> As far as I can tell, this is a problem between qmail-remote and the kernel.
Correct.
> This is happening on multiple operating systems, so that leads me to believe
> that this is not an OS bug.
But many OSes share TCP/IP implementations or mis-interpretations of
the protocol. Many coders of TCP/IP stacks look at other
implementations to work out what to do. There is a *lot* of
commonality between OSes in this regard. Eg, the Linux crowd and the
FreeBSD crowd reguarly refer to each others implementations to decide
how to do something (or not do something as the case may be).
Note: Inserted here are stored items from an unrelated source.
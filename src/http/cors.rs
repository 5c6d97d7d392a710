//! CORS header policy.
//!
//! Pure functions over header maps so the forwarding handler stays a thin
//! sequence of steps. The effective origin is computed per request and
//! never stored.

use axum::http::{header, HeaderMap, HeaderName, HeaderValue};

/// Methods advertised when default methods are enabled.
///
/// HEAD is listed twice; clients already depend on the exact string.
pub const DEFAULT_ALLOW_METHODS: &str =
    "GET, PUT, POST, HEAD, TRACE, DELETE, PATCH, COPY, HEAD, LINK, OPTIONS";

/// Origin used when neither the configuration nor the request names one.
///
/// Browsers reject `*` together with `Access-Control-Allow-Credentials: true`.
/// That pairing only reaches callers that sent no `Origin` at all, which a
/// browser making a cross-origin request never does, so credentialed browser
/// requests always get their own origin echoed. Non-browser callers ignore
/// both headers.
pub const FALLBACK_ORIGIN: &str = "*";

const REQUEST_PREFIX: &str = "access-control-request";

/// Pick the `Access-Control-Allow-Origin` value for one request.
///
/// A configured origin always wins. Otherwise the request's `Origin` header
/// is used, then the last value of any other header whose name contains
/// `origin`, then [`FALLBACK_ORIGIN`].
pub fn resolve_origin(configured: Option<&str>, headers: &HeaderMap) -> HeaderValue {
    if let Some(origin) = configured.and_then(|o| HeaderValue::from_str(o).ok()) {
        return origin;
    }

    if let Some(origin) = headers.get(header::ORIGIN) {
        return origin.clone();
    }

    headers
        .iter()
        .filter(|(name, _)| name.as_str().contains("origin"))
        .map(|(_, value)| value.clone())
        .last()
        .unwrap_or_else(|| HeaderValue::from_static(FALLBACK_ORIGIN))
}

/// Set the CORS headers on a response, replacing any existing values.
pub fn apply_cors_headers(headers: &mut HeaderMap, origin: HeaderValue, methods: bool) {
    headers.insert(header::ACCESS_CONTROL_ALLOW_ORIGIN, origin);
    headers.insert(
        header::ACCESS_CONTROL_ALLOW_CREDENTIALS,
        HeaderValue::from_static("true"),
    );
    if methods {
        headers.insert(
            header::ACCESS_CONTROL_ALLOW_METHODS,
            HeaderValue::from_static(DEFAULT_ALLOW_METHODS),
        );
    }
}

/// Echo every `Access-Control-Request-*` header back as `Access-Control-Allow-*`.
///
/// Only the first `request` in the name is rewritten, so
/// `Access-Control-Request-Method` becomes `Access-Control-Allow-Method`.
pub fn preflight_headers(request: &HeaderMap) -> HeaderMap {
    let mut allowed = HeaderMap::new();
    for (name, value) in request {
        if !name.as_str().contains(REQUEST_PREFIX) {
            continue;
        }
        let renamed = name.as_str().replacen("request", "allow", 1);
        if let Ok(name) = HeaderName::from_bytes(renamed.as_bytes()) {
            allowed.append(name, value.clone());
        }
    }
    allowed
}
> ** To find out a bit more about what a "stuck" qmail-remote is doing, you
> ** may want to ktrace it and show us the output. Find the process id of the
> ** stuck qmail-remote and then as root go: ktrace -p thepid
> **
> ** Leave that running for at least an hour and show us the output. Yes, I
> ** mean at least an hour.
> **
>
> Ok, I meant to come back in an hour and stop the trace, but after running
> ktrace for 9 hours (while I slept), the resulting ktrace.out file is exactly
> 0 bytes in length. Would you like me to send a copy? <g>
It's a bummer that ktrace is like that on FreeBSD. It doesn't show the
*current* system call that the process is sitting on. Conversely,
truss on Solaris does this nicely...
You can conclude though that qmail-remote wasn't sitting on the
select() as that has a timeout and should show the system calls
associated with the reading loop. If it's not sitting on the select()
what is it sitting on? If it's the read() well, how could that be if
select() said the read would not block?
Regards.